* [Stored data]
________

impl AssistantAgent {
    pub fn new(
        name: impl Into<String>,
        api: Arc<dyn AssistantsApi>,
        assistant_id: AssistantId,
        thread_id: ThreadId,
        sink_factory: SinkFactory,
    ) -> Self {
        Self {
            name: name.into(),
            description: String::new(),
            api,
            assistant_id,
            thread_id,
            sink_factory,
        }
    }

    /// Set a human-readable description.
    pub fn with_description(mut self, description: impl Into<String>) -> Self {
        self.description = description.into();
        self
    }

    pub fn name(&self) -> &str {
        &self.name
    }

    pub fn description(&self) -> &str {
        &self.description
    }

    /// Append the user's text to the thread, run the assistant with a fresh
    /// event sink, then fetch and return the newest thread message.
    pub async fn handle_text(
        &self,
        message: TextMessage,
        cancel: &CancellationToken,
    ) -> Result<TextMessage> {
        info!(agent = %self.name, thread = %self.thread_id, "Handling text message");

        cancellable(
            cancel,
            self.api
                .create_message(&self.thread_id, "user", &message.content),
        )
        .await??;

        let mut events = cancellable(
            cancel,
            self.api.stream_run(&self.thread_id, &self.assistant_id),
        )
        .await??;

        let mut sink = (self.sink_factory)();
        let mut terminal: Option<(String, RunStatus)> = None;

        loop {
            let next = cancellable(cancel, events.recv()).await?;
            let Some(item) = next else { break };
            let event = item?;
            if let RunEvent::RunCompleted { run_id, status } = &event {
                terminal = Some((run_id.clone(), *status));
            }
            sink.dispatch(&event);
        }

        if let Some((run_id, status)) = terminal {
            if status != RunStatus::Completed {
                return Err(Error::RunEnded {
                    run_id,
                    status: status.to_string(),
                });
            }
        }

        let page = cancellable(
            cancel,
            self.api.list_messages(&self.thread_id, PageRequest::newest()),
        )
        .await??;

        let newest = page.data.into_iter().next().ok_or_else(|| Error::EmptyThread {
            thread_id: self.thread_id.to_string(),
        })?;

        let content = newest
            .first_text()
            .ok_or_else(|| Error::NoTextContent {
                message_id: newest.id.clone(),
            })?
            .to_string();

        Ok(TextMessage::new(content, &self.name))
    }

    /// Delete every message on the remote thread, oldest first.
    pub async fn handle_reset(&self, cancel: &CancellationToken) -> Result<()> {
        info!(agent = %self.name, thread = %self.thread_id, "Resetting thread");

        // Collect all ids first, then delete; deleting while paging would
        // invalidate the cursor.
        let mut ids = Vec::new();
        let mut page = PageRequest::oldest_first();
        loop {
            let listing =
                cancellable(cancel, self.api.list_messages(&self.thread_id, page)).await??;
            ids.extend(listing.data.into_iter().map(|m| m.id));
            if !listing.has_more {
                break;
            }
            let Some(cursor) = listing.last_id else { break };
            page = PageRequest::oldest_first().with_after(cursor);
        }

        debug!(count = ids.len(), "Deleting thread messages");

        for id in ids {
            let status =
                cancellable(cancel, self.api.delete_message(&self.thread_id, &id)).await??;
            if !status.deleted {
                return Err(Error::DeleteRejected { message_id: id });
            }
        }

        Ok(())
    }

    /// Upload a local file and link it into the thread's code-interpreter
    /// resources.
    pub async fn handle_upload_for_code_interpreter(
        &self,
        message: UploadForCodeInterpreter,
        cancel: &CancellationToken,
    ) -> Result<()> {
        info!(agent = %self.name, path = %message.file_path.display(), "Uploading for code interpreter");

        let bytes = cancellable(cancel, tokio::fs::read(&message.file_path)).await??;
        let filename = file_name_of(&message.file_path);

        let file = cancellable(
            cancel,
            self.api
                .upload_file(&filename, bytes, FilePurpose::Assistants),
        )
        .await??;

        // Read-modify-write with no compare-and-swap; concurrent uploads to
        // the same thread can lose updates.
        let resources =
            cancellable(cancel, self.api.thread_tool_resources(&self.thread_id)).await??;

        let existing = resources
            .and_then(|r| r.code_interpreter)
            .map(|ci| ci.file_ids)
            .filter(|ids| !ids.is_empty());

        // When the thread already carries interpreter files, that list is
        // written back unchanged and the fresh upload is not linked. This
        // matches the behavior callers have always observed; appending
        // instead would be a behavior change, not a cleanup.
        let file_ids = existing.unwrap_or_else(|| vec![file.id.clone()]);

        cancellable(
            cancel,
            self.api.update_thread_tool_resources(
                &self.thread_id,
                ToolResources {
                    code_interpreter: Some(CodeInterpreterResources { file_ids }),
                    file_search: None,
                },
            ),
        )
        .await??;

        Ok(())
    }

    /// Upload a local file into a vector store and wait for indexing.
    pub async fn handle_upload_for_file_search(
        &self,
        message: UploadForFileSearch,
        cancel: &CancellationToken,
    ) -> Result<()> {
        info!(
            agent = %self.name,
            path = %message.file_path.display(),
            store = %message.vector_store_id,
            "Uploading for file search"
        );

        let bytes = cancellable(cancel, tokio::fs::read(&message.file_path)).await??;
        let filename = file_name_of(&message.file_path);

        let file = cancellable(
            cancel,
            self.api
                .upload_file(&filename, bytes, FilePurpose::Assistants),
        )
        .await??;

        let mut batch = cancellable(
            cancel,
            self.api
                .create_file_batch(&message.vector_store_id, vec![file.id]),
        )
        .await??;

        while !batch.status.is_terminal() {
            cancellable(cancel, tokio::time::sleep(BATCH_POLL_INTERVAL)).await?;
            batch = cancellable(
                cancel,
                self.api
                    .get_file_batch(&message.vector_store_id, &batch.id),
            )
            .await??;
        }

        if batch.status != BatchStatus::Completed {
            return Err(Error::IndexingFailed {
                batch_id: batch.id,
                status: batch.status.to_string(),
            });
        }

        debug!(batch = %batch.id, "Indexing complete");
        Ok(())
    }
}
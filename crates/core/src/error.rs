//! Error types for the Attaché domain.
//!
//! Uses `thiserror` for ergonomic error definitions. Vendor transport
//! failures get their own `ApiError`; everything an agent handler can
//! surface lives in the top-level `Error`.

use thiserror::Error;

/// The top-level error type for agent operations.
#[derive(Debug, Error)]
pub enum Error {
    // --- Vendor transport ---
    #[error("API error: {0}")]
    Api(#[from] ApiError),

    // --- Local filesystem ---
    #[error("File read failed: {0}")]
    Io(#[from] std::io::Error),

    // --- Handler outcomes ---
    #[error("Thread message {message_id} contains no text content")]
    NoTextContent { message_id: String },

    #[error("Thread {thread_id} has no messages after run completion")]
    EmptyThread { thread_id: String },

    #[error("Vendor refused to delete thread message {message_id}")]
    DeleteRejected { message_id: String },

    #[error("Run {run_id} ended with status {status}")]
    RunEnded { run_id: String, status: String },

    #[error("Vector store batch {batch_id} ended with status {status}")]
    IndexingFailed { batch_id: String, status: String },

    /// The caller's cancellation token fired while a remote call was
    /// pending. Distinct from vendor errors so callers can tell an abort
    /// apart from a failure.
    #[error("Operation cancelled")]
    Cancelled,

    // --- Runtime delivery ---
    #[error("No agent registered as {name}/{key}")]
    UnknownAgent { name: String, key: String },

    #[error("Agent mailbox closed before a reply arrived")]
    MailboxClosed,

    // --- Serialization ---
    #[error("Serialization error: {0}")]
    Serialization(#[from] serde_json::Error),
}

/// Result type alias using our Error.
pub type Result<T> = std::result::Result<T, Error>;

/// Errors from the vendor HTTP surface.
#[derive(Debug, Clone, Error)]
pub enum ApiError {
    #[error("API request failed: {message} (status: {status_code})")]
    Api { status_code: u16, message: String },

    #[error("Rate limited by vendor, retry after {retry_after_secs}s")]
    RateLimited { retry_after_secs: u64 },

    #[error("Authentication failed: {0}")]
    AuthenticationFailed(String),

    #[error("Event stream interrupted: {0}")]
    StreamInterrupted(String),

    #[error("Request timed out: {0}")]
    Timeout(String),

    #[error("Network error: {0}")]
    Network(String),
}

#[cfg(test)]
mod tests {
    use super::*;

    #[test]
    fn api_error_displays_status() {
        let err = Error::Api(ApiError::Api {
            status_code: 429,
            message: "Too many requests".into(),
        });
        assert!(err.to_string().contains("429"));
        assert!(err.to_string().contains("Too many requests"));
    }

    #[test]
    fn cancelled_is_not_an_api_error() {
        let err = Error::Cancelled;
        assert!(!matches!(err, Error::Api(_)));
        assert_eq!(err.to_string(), "Operation cancelled");
    }

    #[test]
    fn no_text_content_names_the_message() {
        let err = Error::NoTextContent {
            message_id: "msg_1".into(),
        };
        assert!(err.to_string().contains("msg_1"));
    }
}
//! Mapping of named vendor SSE events to `RunEvent`.
//!
//! The run stream interleaves `event: <name>` / `data: <json>` line pairs.
//! Only the event names the sink displays are mapped; everything else
//! (run.queued, step details we don't render) is skipped by the caller.

use attache_core::event::{RunEvent, RunStatus};
use serde::Deserialize;

/// Map one named SSE event to a local `RunEvent`.
///
/// Returns `Ok(None)` for event names we deliberately ignore. A parse
/// failure on a mapped name is an error so the stream reader can log it.
pub(crate) fn map_event(
    name: &str,
    data: &str,
) -> std::result::Result<Option<RunEvent>, serde_json::Error> {
    let event = match name {
        "thread.message.delta" => {
            let payload: MessageDeltaPayload = serde_json::from_str(data)?;
            let mut value = String::new();
            for part in payload.delta.content {
                if part.kind == "text" {
                    if let Some(text) = part.text {
                        if let Some(v) = text.value {
                            value.push_str(&v);
                        }
                    }
                }
            }
            if value.is_empty() {
                return Ok(None);
            }
            Some(RunEvent::TextDelta { value })
        }
        "thread.message.created" => {
            let payload: ObjectPayload = serde_json::from_str(data)?;
            Some(RunEvent::MessageCreated { id: payload.id })
        }
        "thread.message.completed" => {
            let payload: ObjectPayload = serde_json::from_str(data)?;
            Some(RunEvent::MessageCompleted { id: payload.id })
        }
        "thread.run.step.created" => {
            let payload: StepPayload = serde_json::from_str(data)?;
            Some(RunEvent::StepCreated {
                id: payload.id,
                step_type: payload.kind.unwrap_or_default(),
            })
        }
        "thread.run.step.delta" => {
            let payload: StepDeltaPayload = serde_json::from_str(data)?;
            let code_input = payload.delta.step_details.and_then(|details| {
                details.tool_calls.into_iter().find_map(|tc| {
                    tc.code_interpreter.and_then(|ci| ci.input)
                })
            });
            Some(RunEvent::StepDelta {
                id: payload.id,
                code_input,
            })
        }
        "thread.run.step.completed" => {
            let payload: ObjectPayload = serde_json::from_str(data)?;
            Some(RunEvent::StepCompleted { id: payload.id })
        }
        "thread.run.completed" => run_terminal(data, RunStatus::Completed)?,
        "thread.run.failed" => run_terminal(data, RunStatus::Failed)?,
        "thread.run.cancelled" => run_terminal(data, RunStatus::Cancelled)?,
        "thread.run.expired" => run_terminal(data, RunStatus::Expired)?,
        _ => None,
    };
    Ok(event)
}

fn run_terminal(
    data: &str,
    status: RunStatus,
) -> std::result::Result<Option<RunEvent>, serde_json::Error> {
    let payload: ObjectPayload = serde_json::from_str(data)?;
    Ok(Some(RunEvent::RunCompleted {
        run_id: payload.id,
        status,
    }))
}

// --- SSE payload shapes (internal) ---

#[derive(Debug, Deserialize)]
struct ObjectPayload {
    id: String,
}

#[derive(Debug, Deserialize)]
struct MessageDeltaPayload {
    delta: MessageDelta,
}

#[derive(Debug, Deserialize)]
struct MessageDelta {
    #[serde(default)]
    content: Vec<DeltaContent>,
}

#[derive(Debug, Deserialize)]
struct DeltaContent {
    #[serde(rename = "type")]
    kind: String,
    #[serde(default)]
    text: Option<DeltaText>,
}

#[derive(Debug, Deserialize)]
struct DeltaText {
    #[serde(default)]
    value: Option<String>,
}

#[derive(Debug, Deserialize)]
struct StepPayload {
    id: String,
    #[serde(rename = "type", default)]
    kind: Option<String>,
}

#[derive(Debug, Deserialize)]
struct StepDeltaPayload {
    id: String,
    delta: StepDelta,
}

#[derive(Debug, Deserialize)]
struct StepDelta {
    #[serde(default)]
    step_details: Option<StepDetails>,
}

#[derive(Debug, Deserialize)]
struct StepDetails {
    #[serde(default)]
    tool_calls: Vec<ToolCallDetail>,
}

#[derive(Debug, Deserialize)]
struct ToolCallDetail {
    #[serde(default)]
    code_interpreter: Option<CodeInterpreterDetail>,
}

#[derive(Debug, Deserialize)]
struct CodeInterpreterDetail {
    #[serde(default)]
    input: Option<String>,
}
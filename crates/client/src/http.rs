//! HTTP implementation of the vendor assistant-platform API.
//!
//! Talks to an OpenAI-Assistants-v2-shaped surface:
//! - Thread messages: create / list (cursor paging) / delete
//! - Runs: create with SSE streaming
//! - Files: multipart upload
//! - Threads: tool-resource read / update
//! - Vector stores: file batch create / poll

use async_trait::async_trait;
use attache_core::api::*;
use attache_core::error::ApiError;
use attache_core::event::RunEvent;
use attache_core::message::{AssistantId, ThreadId, VectorStoreId};
use futures::StreamExt;
use serde::Deserialize;
use tracing::{debug, trace, warn};

use crate::sse::map_event;

/// The hosted assistant service, over HTTP.
pub struct AssistantsClient {
    base_url: String,
    api_key: String,
    client: reqwest::Client,
}

impl AssistantsClient {
    /// Create a client against an arbitrary base URL.
    pub fn new(base_url: impl Into<String>, api_key: impl Into<String>) -> Self {
        let client = reqwest::Client::builder()
            .timeout(std::time::Duration::from_secs(120))
            .build()
            .expect("Failed to create HTTP client");

        Self {
            base_url: base_url.into().trim_end_matches('/').to_string(),
            api_key: api_key.into(),
            client,
        }
    }

    /// Create a client against the OpenAI platform (convenience constructor).
    pub fn openai(api_key: impl Into<String>) -> Self {
        Self::new("https://api.openai.com/v1", api_key)
    }

    fn request(&self, method: reqwest::Method, path: &str) -> reqwest::RequestBuilder {
        self.client
            .request(method, format!("{}{}", self.base_url, path))
            .header("Authorization", format!("Bearer {}", self.api_key))
            .header("OpenAI-Beta", "assistants=v2")
    }

    async fn send(builder: reqwest::RequestBuilder) -> Result<reqwest::Response, ApiError> {
        let response = builder.send().await.map_err(|e| {
            if e.is_timeout() {
                ApiError::Timeout(e.to_string())
            } else {
                ApiError::Network(e.to_string())
            }
        })?;
        Self::ensure_ok(response).await
    }

    async fn ensure_ok(response: reqwest::Response) -> Result<reqwest::Response, ApiError> {
        let status = response.status().as_u16();

        if status == 429 {
            return Err(ApiError::RateLimited {
                retry_after_secs: 5,
            });
        }

        if status == 401 || status == 403 {
            return Err(ApiError::AuthenticationFailed(
                "Invalid API key or insufficient permissions".into(),
            ));
        }

        if !(200..300).contains(&status) {
            let error_body = response.text().await.unwrap_or_default();
            warn!(status, body = %error_body, "Vendor returned error");
            return Err(ApiError::Api {
                status_code: status,
                message: error_body,
            });
        }

        Ok(response)
    }

    async fn parse<T: serde::de::DeserializeOwned>(
        response: reqwest::Response,
    ) -> Result<T, ApiError> {
        response.json().await.map_err(|e| ApiError::Api {
            status_code: 200,
            message: format!("Failed to parse response: {e}"),
        })
    }
}

#[async_trait]
impl AssistantsApi for AssistantsClient {
    async fn create_message(
        &self,
        thread_id: &ThreadId,
        role: &str,
        content: &str,
    ) -> Result<ThreadMessage, ApiError> {
        debug!(thread = %thread_id, role, "Creating thread message");

        let body = serde_json::json!({ "role": role, "content": content });
        let response = Self::send(
            self.request(reqwest::Method::POST, &format!("/threads/{thread_id}/messages"))
                .json(&body),
        )
        .await?;

        Self::parse(response).await
    }

    async fn list_messages(
        &self,
        thread_id: &ThreadId,
        page: PageRequest,
    ) -> Result<MessagePage, ApiError> {
        let mut query: Vec<(&str, String)> = vec![("order", page.order.as_str().to_string())];
        if let Some(after) = &page.after {
            query.push(("after", after.clone()));
        }
        if let Some(limit) = page.limit {
            query.push(("limit", limit.to_string()));
        }

        let response = Self::send(
            self.request(reqwest::Method::GET, &format!("/threads/{thread_id}/messages"))
                .query(&query),
        )
        .await?;

        Self::parse(response).await
    }

    async fn delete_message(
        &self,
        thread_id: &ThreadId,
        message_id: &str,
    ) -> Result<DeletionStatus, ApiError> {
        debug!(thread = %thread_id, message = %message_id, "Deleting thread message");

        let response = Self::send(self.request(
            reqwest::Method::DELETE,
            &format!("/threads/{thread_id}/messages/{message_id}"),
        ))
        .await?;

        Self::parse(response).await
    }

    async fn stream_run(
        &self,
        thread_id: &ThreadId,
        assistant_id: &AssistantId,
    ) -> Result<
        tokio::sync::mpsc::Receiver<Result<RunEvent, ApiError>>,
        ApiError,
    > {
        debug!(thread = %thread_id, assistant = %assistant_id, "Starting streaming run");

        let body = serde_json::json!({
            "assistant_id": assistant_id.0,
            "stream": true,
        });

        let response = Self::send(
            self.request(reqwest::Method::POST, &format!("/threads/{thread_id}/runs"))
                .header("Accept", "text/event-stream")
                .json(&body),
        )
        .await?;

        let (tx, rx) = tokio::sync::mpsc::channel(64);

        // Read the SSE byte stream and forward mapped events
        tokio::spawn(async move {
            let mut byte_stream = response.bytes_stream();
            let mut buffer = String::new();
            let mut event_name: Option<String> = None;

            while let Some(chunk_result) = byte_stream.next().await {
                let bytes = match chunk_result {
                    Ok(b) => b,
                    Err(e) => {
                        let _ = tx
                            .send(Err(ApiError::StreamInterrupted(e.to_string())))
                            .await;
                        return;
                    }
                };

                buffer.push_str(&String::from_utf8_lossy(&bytes));

                // Process complete lines
                while let Some(line_end) = buffer.find('\n') {
                    let line = buffer[..line_end].trim_end_matches('\r').to_string();
                    buffer = buffer[line_end + 1..].to_string();

                    // Blank lines separate SSE records; comments start with ':'
                    if line.is_empty() || line.starts_with(':') {
                        continue;
                    }

                    if let Some(name) = line.strip_prefix("event: ") {
                        event_name = Some(name.trim().to_string());
                        continue;
                    }

                    if let Some(data) = line.strip_prefix("data: ") {
                        let data = data.trim();

                        if data == "[DONE]" {
                            return;
                        }

                        let Some(name) = event_name.take() else {
                            trace!(data = %data, "Data line without event name, skipping");
                            continue;
                        };

                        match map_event(&name, data) {
                            Ok(Some(event)) => {
                                if tx.send(Ok(event)).await.is_err() {
                                    return; // receiver dropped
                                }
                            }
                            Ok(None) => {}
                            Err(e) => {
                                trace!(
                                    event = %name,
                                    data = %data,
                                    error = %e,
                                    "Ignoring unparseable SSE chunk"
                                );
                            }
                        }
                    }
                }
            }
        });

        Ok(rx)
    }

    async fn upload_file(
        &self,
        filename: &str,
        bytes: Vec<u8>,
        purpose: FilePurpose,
    ) -> Result<FileObject, ApiError> {
        debug!(filename, size = bytes.len(), purpose = purpose.as_str(), "Uploading file");

        let part = reqwest::multipart::Part::bytes(bytes).file_name(filename.to_string());
        let form = reqwest::multipart::Form::new()
            .text("purpose", purpose.as_str())
            .part("file", part);

        let response = Self::send(
            self.request(reqwest::Method::POST, "/files")
                .multipart(form),
        )
        .await?;

        Self::parse(response).await
    }

    async fn thread_tool_resources(
        &self,
        thread_id: &ThreadId,
    ) -> Result<Option<ToolResources>, ApiError> {
        let response =
            Self::send(self.request(reqwest::Method::GET, &format!("/threads/{thread_id}")))
                .await?;

        let thread: ThreadPayload = Self::parse(response).await?;
        Ok(thread.tool_resources)
    }

    async fn update_thread_tool_resources(
        &self,
        thread_id: &ThreadId,
        resources: ToolResources,
    ) -> Result<(), ApiError> {
        debug!(thread = %thread_id, "Updating thread tool resources");

        let body = serde_json::json!({ "tool_resources": resources });
        Self::send(
            self.request(reqwest::Method::POST, &format!("/threads/{thread_id}"))
                .json(&body),
        )
        .await?;

        Ok(())
    }

    async fn create_file_batch(
        &self,
        store_id: &VectorStoreId,
        file_ids: Vec<String>,
    ) -> Result<VectorStoreFileBatch, ApiError> {
        debug!(store = %store_id, files = file_ids.len(), "Creating vector store file batch");

        let body = serde_json::json!({ "file_ids": file_ids });
        let response = Self::send(
            self.request(
                reqwest::Method::POST,
                &format!("/vector_stores/{store_id}/file_batches"),
            )
            .json(&body),
        )
        .await?;

        Self::parse(response).await
    }

    async fn get_file_batch(
        &self,
        store_id: &VectorStoreId,
        batch_id: &str,
    ) -> Result<VectorStoreFileBatch, ApiError> {
        let response = Self::send(self.request(
            reqwest::Method::GET,
            &format!("/vector_stores/{store_id}/file_batches/{batch_id}"),
        ))
        .await?;

        Self::parse(response).await
    }
}

#[derive(Debug, Deserialize)]
struct ThreadPayload {
    #[serde(default)]
    tool_resources: Option<ToolResources>,
}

________

* [WORK TO BE COMPLETED] In your reply, restate exactly the lines from the start of the records above through the line holding "pub fn with_description(mut", including both, and nothing else.

* [RESPONSE AREA]
impl AssistantAgent {
    pub fn new(
        name: impl Into<String>,
        api: Arc<dyn AssistantsApi>,
        assistant_id: AssistantId,
        thread_id: ThreadId,
        sink_factory: SinkFactory,
    ) -> Self {
        Self {
            name: name.into(),
            description: String::new(),
            api,
            assistant_id,
            thread_id,
            sink_factory,
        }
    }

    /// Set a human-readable description.
    pub fn with_description(mut self, description: impl Into<String>) -> Self {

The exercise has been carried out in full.